C'est bizarre de marcher en «bottes à cuisses», ces culottes imperméables à bottes intégrées. Vous sentez la pression, la froideur de l'eau. Et de l'eau, sur la 41e Avenue, à Saint-Blaise, ce n'est pas ce qui manque. J'en avais aux genoux.

Cette rue, Stéphane Lessard y a passé les 24 premières années de sa vie, avec son père Lucien et sa mère Jacqueline. La maison de ses parents, qu'il appelle «son père» et «sa mère», comme dans le temps du noir et blanc, c'est aussi, dans ses tripes, la sienne.

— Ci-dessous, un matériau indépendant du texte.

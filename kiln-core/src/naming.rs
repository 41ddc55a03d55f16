//! Identifier conversion between naming conventions.
//!
//! Words are split on `_`, `-` and spaces, and on a lowercase letter (or a
//! digit trailing one) immediately followed by an uppercase letter. There is
//! no dictionary: `HTTPServer` is a single word.

use std::{fmt, str::FromStr};

use serde::{Deserialize, Serialize};

/// A naming convention for generated identifiers.
#[derive(Debug, Clone, Copy, PartialEq, Eq, Hash, Serialize, Deserialize)]
pub enum NamingStyle {
    #[serde(rename = "camelCase")]
    Camel,
    #[serde(rename = "PascalCase")]
    Pascal,
    #[serde(rename = "snake_case")]
    Snake,
    #[serde(rename = "kebab-case")]
    Kebab,
}

impl NamingStyle {
    /// Get the manifest spelling of this style.
    pub fn as_str(&self) -> &'static str {
        match self {
            NamingStyle::Camel => "camelCase",
            NamingStyle::Pascal => "PascalCase",
            NamingStyle::Snake => "snake_case",
            NamingStyle::Kebab => "kebab-case",
        }
    }

    /// Apply this style to an identifier.
    pub fn apply(&self, identifier: &str) -> String {
        convert(identifier, *self)
    }
}

impl fmt::Display for NamingStyle {
    fn fmt(&self, f: &mut fmt::Formatter<'_>) -> fmt::Result {
        f.write_str(self.as_str())
    }
}

impl FromStr for NamingStyle {
    type Err = String;

    fn from_str(s: &str) -> Result<Self, Self::Err> {
        match s {
            "camelCase" | "camel" => Ok(NamingStyle::Camel),
            "PascalCase" | "pascal" => Ok(NamingStyle::Pascal),
            "snake_case" | "snake" => Ok(NamingStyle::Snake),
            "kebab-case" | "kebab" => Ok(NamingStyle::Kebab),
            other => Err(format!(
                "unknown naming style '{}', expected one of camelCase, PascalCase, snake_case, kebab-case",
                other
            )),
        }
    }
}

/// Split an identifier into its words.
pub fn split_words(identifier: &str) -> Vec<String> {
    let mut words = Vec::new();
    let mut current = String::new();
    let mut after_lower = false;

    for c in identifier.chars() {
        if matches!(c, '_' | '-' | ' ') {
            if !current.is_empty() {
                words.push(std::mem::take(&mut current));
            }
            after_lower = false;
            continue;
        }

        if after_lower && c.is_ascii_uppercase() {
            words.push(std::mem::take(&mut current));
        }

        after_lower = c.is_ascii_lowercase() || (c.is_ascii_digit() && after_lower);
        current.push(c);
    }

    if !current.is_empty() {
        words.push(current);
    }
    words
}

/// Convert an identifier to the given naming style.
///
/// Converting an identifier that already follows `style` returns it unchanged.
pub fn convert(identifier: &str, style: NamingStyle) -> String {
    let words = split_words(identifier);
    match style {
        NamingStyle::Snake => join_lower(&words, "_"),
        NamingStyle::Kebab => join_lower(&words, "-"),
        NamingStyle::Pascal => words.iter().map(|w| capitalize(w)).collect(),
        NamingStyle::Camel => words
            .iter()
            .enumerate()
            .map(|(i, w)| {
                if i == 0 {
                    w.to_lowercase()
                } else {
                    capitalize(w)
                }
            })
            .collect(),
    }
}

/// Convert a string to camelCase (e.g., "order_item" -> "orderItem")
pub fn to_camel_case(s: &str) -> String {
    convert(s, NamingStyle::Camel)
}

/// Convert a string to PascalCase (e.g., "order_item" -> "OrderItem")
pub fn to_pascal_case(s: &str) -> String {
    convert(s, NamingStyle::Pascal)
}

/// Convert a string to snake_case (e.g., "OrderItem" -> "order_item")
pub fn to_snake_case(s: &str) -> String {
    convert(s, NamingStyle::Snake)
}

/// Convert a string to kebab-case (e.g., "OrderItem" -> "order-item")
pub fn to_kebab_case(s: &str) -> String {
    convert(s, NamingStyle::Kebab)
}

/// Convert a string to SCREAMING_SNAKE_CASE (e.g., "pickedUp" -> "PICKED_UP")
pub fn to_screaming_snake_case(s: &str) -> String {
    to_snake_case(s).to_uppercase()
}

fn join_lower(words: &[String], sep: &str) -> String {
    words
        .iter()
        .map(|w| w.to_lowercase())
        .collect::<Vec<_>>()
        .join(sep)
}

fn capitalize(word: &str) -> String {
    let mut chars = word.chars();
    match chars.next() {
        None => String::new(),
        Some(c) => c.to_uppercase().chain(chars).collect(),
    }
}

#[cfg(test)]
mod tests {
    use super::*;

    const STYLES: [NamingStyle; 4] = [
        NamingStyle::Camel,
        NamingStyle::Pascal,
        NamingStyle::Snake,
        NamingStyle::Kebab,
    ];

    const SAMPLES: &[&str] = &[
        "Order",
        "OrderItem",
        "orderItem",
        "order_item",
        "order-item",
        "HTTPServer",
        "orderID",
        "a_b",
        "v2Item",
        "address2Line",
        "2fa_code",
        "ORDER_ITEM",
        "createdAt",
        "x",
        "",
    ];

    #[test]
    fn test_split_words() {
        assert_eq!(split_words("OrderItem"), vec!["Order", "Item"]);
        assert_eq!(split_words("order_item"), vec!["order", "item"]);
        assert_eq!(split_words("order-item"), vec!["order", "item"]);
        assert_eq!(split_words("HTTPServer"), vec!["HTTPServer"]);
        assert_eq!(split_words("orderID"), vec!["order", "ID"]);
        assert!(split_words("").is_empty());
    }

    #[test]
    fn test_to_snake_case() {
        assert_eq!(to_snake_case("Order"), "order");
        assert_eq!(to_snake_case("OrderItem"), "order_item");
        assert_eq!(to_snake_case("parentId"), "parent_id");
        assert_eq!(to_snake_case("order-item"), "order_item");
        assert_eq!(to_snake_case(""), "");
    }

    #[test]
    fn test_to_kebab_case() {
        assert_eq!(to_kebab_case("OrderItem"), "order-item");
        assert_eq!(to_kebab_case("order_item"), "order-item");
    }

    #[test]
    fn test_to_pascal_case() {
        assert_eq!(to_pascal_case("order_item"), "OrderItem");
        assert_eq!(to_pascal_case("orderItem"), "OrderItem");
        assert_eq!(to_pascal_case("hello"), "Hello");
    }

    #[test]
    fn test_to_camel_case() {
        assert_eq!(to_camel_case("OrderItem"), "orderItem");
        assert_eq!(to_camel_case("order_item"), "orderItem");
        assert_eq!(to_camel_case("Child"), "child");
    }

    #[test]
    fn test_screaming_snake_case() {
        assert_eq!(to_screaming_snake_case("pickedUp"), "PICKED_UP");
    }

    #[test]
    fn test_conversion_is_idempotent() {
        for style in STYLES {
            for sample in SAMPLES {
                let once = convert(sample, style);
                let twice = convert(&once, style);
                assert_eq!(once, twice, "{} not idempotent for {:?}", style, sample);
            }
        }
    }

    #[test]
    fn test_style_round_trip_strings() {
        for style in STYLES {
            assert_eq!(style.as_str().parse::<NamingStyle>(), Ok(style));
        }
        assert!("screaming".parse::<NamingStyle>().is_err());
    }
}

«Il va falloir mettre le bull dedans», constate Stéphane, 44 ans, qui s'y connaît: il travaille dans la construction.

Stéphane entre dans la maison où il a grandi par la fenêtre, m'ouvre la porte. La lumière de la lampe de poche montre les efforts frénétiques faits par Stéphane, après Pâques, pour sauver les meubles, littéralement.

«On a chimé tout ce qu'on pouvait», dit-il, sans avoir à m'expliquer ce que «chimer» signifie: tout, absolument tout le mobilier a été monté sur des pilotis de fortune. L'opération a fonctionné: les beaux meubles de Jacqueline sont rescapés.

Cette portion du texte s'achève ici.